Proof of holomorphicity (you can skip)
For simplicity I will only prove it when $a$ and $b$ are both real. To prove that a function is holomorphic, we need to prove that it is equal to its infinite Taylor series near any point $(a,b)$ of its domain of definition.
The first thing I want to do is define $Vf(a,b) = Wf(a,b^{-1})$. This makes the computations a bit easier without changing the conclusion.

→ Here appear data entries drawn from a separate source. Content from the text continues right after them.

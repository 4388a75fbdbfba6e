//! Analysis file naming, rendering and writing.
//!
//! An analysis file is keyed by `<date>-<slug>.md`. The slug is lossy, so
//! the source URL recorded in the file header is what identifies an
//! analysis: rewriting a file that belongs to another URL is refused unless
//! forced.

use std::path::{Path, PathBuf};

use anyhow::{Context, Result};
use chrono::NaiveDate;

use crate::error::IntakeError;
use crate::models::AnalysisRecord;

const SOURCE_URL_FIELD: &str = "**Source URL**:";

pub fn file_name(date: NaiveDate, slug: &str) -> String {
    format!("{}-{}.md", date.format("%Y-%m-%d"), slug)
}

/// Render the Markdown body of an analysis file.
pub fn render(record: &AnalysisRecord) -> String {
    let relevance = if record.assessment.is_relevant() {
        format!(
            "✅ technical keywords: {}",
            record.assessment.relevance_hits.join(", ")
        )
    } else {
        "⚠️ no technical keywords found".to_string()
    };
    let marketing = if record.assessment.has_marketing() {
        format!(
            "⚠️ marketing phrases: {}",
            record.assessment.marketing_hits.join(", ")
        )
    } else {
        "✅ none detected".to_string()
    };

    format!(
        "# {title}\n\
         \n\
         {source_field} {url}\n\
         **Source ID**: {source_id}\n\
         **Domain**: {domain}\n\
         **Processed**: {date}\n\
         **Priority**: {priority}\n\
         **Category**: {category}\n\
         **Content Hash**: sha256:{hash}\n\
         \n\
         ## Intake Checks\n\
         \n\
         - Technical relevance: {relevance}\n\
         - Marketing language: {marketing}\n\
         \n\
         ## Content Excerpt\n\
         \n\
         {excerpt}\n\
         \n\
         ## Analysis\n\
         \n\
         _Pending review._\n\
         \n\
         ## Next Steps\n\
         \n\
         - [ ] Read the full source and summarize its key claims\n\
         - [ ] Assess applicability to current projects\n\
         - [ ] Decide tier placement (Tier 1 research, Tier 2 analysis, Tier 3 proven practice)\n",
        title = record.title,
        source_field = SOURCE_URL_FIELD,
        url = record.url,
        source_id = record.source_id,
        domain = record.domain,
        date = record.date.format("%Y-%m-%d"),
        priority = record.priority,
        category = record.category,
        hash = record.content_hash,
        relevance = relevance,
        marketing = marketing,
        excerpt = record.excerpt,
    )
}

/// Source URL recorded in an existing analysis file.
pub fn recorded_url(content: &str) -> Option<String> {
    content
        .lines()
        .find_map(|l| l.trim().strip_prefix(SOURCE_URL_FIELD))
        .map(|u| u.trim().to_string())
        .filter(|u| !u.is_empty())
}

/// Header fields of an analysis file, as `(key, value)` pairs.
///
/// Reads the `**Key**: value` lines that precede the first `##` section.
pub fn header_fields(content: &str) -> Vec<(String, String)> {
    content
        .lines()
        .take_while(|l| !l.starts_with("## "))
        .filter_map(|l| {
            let rest = l.trim().strip_prefix("**")?;
            let (key, value) = rest.split_once("**:")?;
            Some((key.trim().to_string(), value.trim().to_string()))
        })
        .collect()
}

/// Check whether `path` may be (re)written for `url`.
///
/// Returns `Ok(true)` when the file exists and holds the same URL (an
/// in-place rewrite), `Ok(false)` when it does not exist.
pub fn check_target(path: &Path, url: &str, force: bool) -> Result<bool> {
    if !path.exists() {
        return Ok(false);
    }

    let existing = std::fs::read_to_string(path)
        .with_context(|| format!("Failed to read existing analysis: {}", path.display()))?;

    match recorded_url(&existing) {
        Some(existing_url) if existing_url == url.trim() => Ok(true),
        _ if force => Ok(true),
        Some(existing_url) => Err(IntakeError::SlugCollision {
            path: path.to_path_buf(),
            existing_url,
        }
        .into()),
        None => Err(IntakeError::SlugCollision {
            path: path.to_path_buf(),
            existing_url: "an unknown source".to_string(),
        }
        .into()),
    }
}

pub fn write(dir: &Path, record: &AnalysisRecord) -> Result<PathBuf> {
    std::fs::create_dir_all(dir)
        .with_context(|| format!("Failed to create analysis directory: {}", dir.display()))?;

    let path = dir.join(&record.file_name);
    std::fs::write(&path, render(record))
        .with_context(|| format!("Failed to write analysis file: {}", path.display()))?;
    Ok(path)
}

#[cfg(test)]
mod tests {
    use super::*;
    use crate::models::{Assessment, Category, Priority};
    use tempfile::TempDir;

    fn record(url: &str) -> AnalysisRecord {
        let date = NaiveDate::from_ymd_opt(2026, 3, 14).unwrap();
        AnalysisRecord {
            url: url.to_string(),
            title: "Agents in Practice".to_string(),
            domain: "example.com".to_string(),
            date,
            priority: Priority::High,
            category: Category::Framework,
            content_hash: "abc123".to_string(),
            source_id: "0123456789ab".to_string(),
            excerpt: "Body text".to_string(),
            assessment: Assessment {
                relevance_hits: vec!["agent".to_string()],
                marketing_hits: vec![],
            },
            file_name: file_name(date, "agents-in-practice"),
        }
    }

    #[test]
    fn test_file_name() {
        let date = NaiveDate::from_ymd_opt(2026, 1, 5).unwrap();
        assert_eq!(file_name(date, "x"), "2026-01-05-x.md");
    }

    #[test]
    fn test_render_contains_fields() {
        let out = render(&record("https://example.com/a"));
        assert!(out.starts_with("# Agents in Practice\n"));
        assert!(out.contains("**Source URL**: https://example.com/a"));
        assert!(out.contains("**Priority**: high"));
        assert!(out.contains("**Category**: Framework Assessments"));
        assert!(out.contains("**Content Hash**: sha256:abc123"));
        assert!(out.contains("✅ technical keywords: agent"));
        assert!(out.contains("## Next Steps"));
    }

    #[test]
    fn test_header_fields_round_trip() {
        let out = render(&record("https://example.com/a"));
        let fields = header_fields(&out);
        assert!(fields.contains(&("Domain".to_string(), "example.com".to_string())));
        assert!(fields.contains(&("Processed".to_string(), "2026-03-14".to_string())));
        assert_eq!(recorded_url(&out).as_deref(), Some("https://example.com/a"));
    }

    #[test]
    fn test_check_target_missing_file() {
        let tmp = TempDir::new().unwrap();
        let path = tmp.path().join("a.md");
        assert!(!check_target(&path, "https://x", false).unwrap());
    }

    #[test]
    fn test_check_target_same_url_rewrites() {
        let tmp = TempDir::new().unwrap();
        let rec = record("https://example.com/a");
        let path = write(tmp.path(), &rec).unwrap();
        assert!(check_target(&path, "https://example.com/a", false).unwrap());
    }

    #[test]
    fn test_check_target_other_url_collides() {
        let tmp = TempDir::new().unwrap();
        let path = write(tmp.path(), &record("https://example.com/a")).unwrap();
        let err = check_target(&path, "https://example.com/b", false).unwrap_err();
        match err.downcast_ref::<IntakeError>() {
            Some(IntakeError::SlugCollision { existing_url, .. }) => {
                assert_eq!(existing_url, "https://example.com/a")
            }
            other => panic!("expected SlugCollision, got {:?}", other),
        }
        assert!(check_target(&path, "https://example.com/b", true).unwrap());
    }
}
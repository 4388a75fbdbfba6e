//! # QED Intake
//!
//! Intake pipeline for the QED knowledge base: pulls a web article through
//! a Reader API, writes a templated Markdown analysis note, files it in the
//! README index and the TODO review queue, and commits the result.
//!
//! ## Pipeline
//!
//! ```text
//! ┌────────────┐   ┌──────────┐   ┌───────────┐   ┌───────────┐   ┌─────┐
//! │ Reader API │──▶│ Validate │──▶│ Classify  │──▶│ Analysis  │──▶│ Git │
//! │  (HTTP)    │   │  length  │   │ keywords  │   │ + indexes │   │     │
//! └────────────┘   └──────────┘   └───────────┘   └───────────┘   └─────┘
//! ```
//!
//! ## Quick Start
//!
//! ```bash
//! qed init                                   # analysis dir + index headings
//! qed intake https://example.com/post high   # one article
//! qed batch reading-list.txt                 # one per line, 3s apart
//! qed stats
//! ```
//!
//! ## Modules
//!
//! | Module | Purpose |
//! |--------|---------|
//! | [`config`] | TOML configuration parsing |
//! | [`models`] | Core data types |
//! | [`reader`] | Reader API client |
//! | [`classify`] | Keyword heuristics, titles and slugs |
//! | [`analysis`] | Analysis file rendering |
//! | [`index`] | Index and TODO maintenance |
//! | [`intake`] | Single-URL pipeline |
//! | [`batch`] | URL-list runner |
//! | [`git`] | Staging and committing |

pub mod analysis;
pub mod batch;
pub mod check;
pub mod classify;
pub mod config;
pub mod error;
pub mod git;
pub mod index;
pub mod intake;
pub mod models;
pub mod progress;
pub mod reader;
pub mod stats;
pub mod workspace;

Fix $a\in\mathbb R$ and $b>0$, and reparametrize it by $H(u,v) = Vf(a+u, b+v)$. Then \begin{align} H(u,v) &= (b+v)^{-1/2} \int f(x) e^{-(b+v)^2 (x-a-u)^2} dx \\ &= (b+v)^{-1/2} e^{-(b+v)^2 (a+u)^2}\int f(x) e^{-(b+v)^2 \left[ x^2 - (a+u)x \right]} dx \end{align} The function $v \mapsto (b+v)^{-1/2} e^{-(b+v)^2 (a+u)^2}$ is indeed holomorphic for $|v|<b$. If we prove that the integral is holomorphic as a function of $(u,v)$, the conclusion follows. This integral equals \begin{align} &\int f(x) e^{-b^2 x^2} e^{-((b+v)^2+b^2)x^2 + (b+v)^2 (a+u)x} dx \\ &= \int \sum_{n\geq 0} f(x) e^{-b^2 x^2} \frac 1 {n!} \left(\left(-(b+v)^2+ b^2\right)x^2 + (b+v)^2 (a+u)x\right)^n dx \\ &= \int \sum_{n,j,k\geq 0} f(x) e^{-b^2 x^2} c_{n,j,k} u^j v^k P_{n,j,k}(x) dx . \qquad (1) \end{align} where the $P_{n,j,k}$ are polynomials in $x$: the first line is the expansion of the exponential, the second is the binomial theorem – and by writing down the binomial theorem explicitely, we can prove the very useful fact that for every $u,v,x$ with $|v|<b$, \begin{align} & \sum_{j,k\geq 0} \left| c_{n,j,k} u^j v^k P_{n,j,k}(x) \right| \leq \frac 1 {n!} \left(\left(b^2-(b-|v|)^2\right)x^2 + (b+|v|)^2 (|a|+|u|)|x|\right)^n . \end{align} Can we exchange the sums and integral in $(1)$? Let us check the condition of Fubini’s theorem: for $|v|<b$, \begin{align} &\int \sum_{j,k,n\geq 0} |f(x)| e^{-b^2 x^2} \left| c_{n,j,k} u^j v^k P_{n,j,k}(x) \right| dx \\ &\leq \int \sum_{n\geq 0} |f(x)| e^{-b^2 x^2} \frac 1 {n!} \left(\left(-(b+|v|)^2+ b^2\right)x^2 + (b+|v|)^2 (|a|+|u|)|x|\right) dx \\ &= \int |f(x)| \exp\left( -b^2 x^2+ |v|(2b+|v|) x^2 + (b+|v|)^2 (|a|+|u|)|x| \right) dx \\ &\leq \left( \int |f|^2 \right)^{1/2} \left(\int \exp\left( -2(b-|v|)^2 x^2+ 2 (b+|v|)^2 (|a|+|u|)|x| \right) dx \right)^{1/2} \end{align} where we used the Cauchy-Schwarz inequality in the last step. We can check that the second integral is finite, meaning the function in $(*)$ is integrable, so we can exchange the sums and integral in any way we want: $$ (1) = \sum_{j,k\geq 0} h_{j,k} u^j v^k $$ with $$ h_{j,k} := \sum_{n\geq 0}\int f(x) e^{-b^2 x^2} c_{n,j,k} P_{n,j,k}(x) dx . $$ This means that $(1)$, and thus $H$, is holomorphic for $(u,v)$ close to zero, or that $Vf$ is holomorphic close to $(a,b)$. Since this is true for every $(a,b) \in \mathbb R \times (0,\infty)$, it means that $Vf$ is holomorphic on a neighborhood of that set.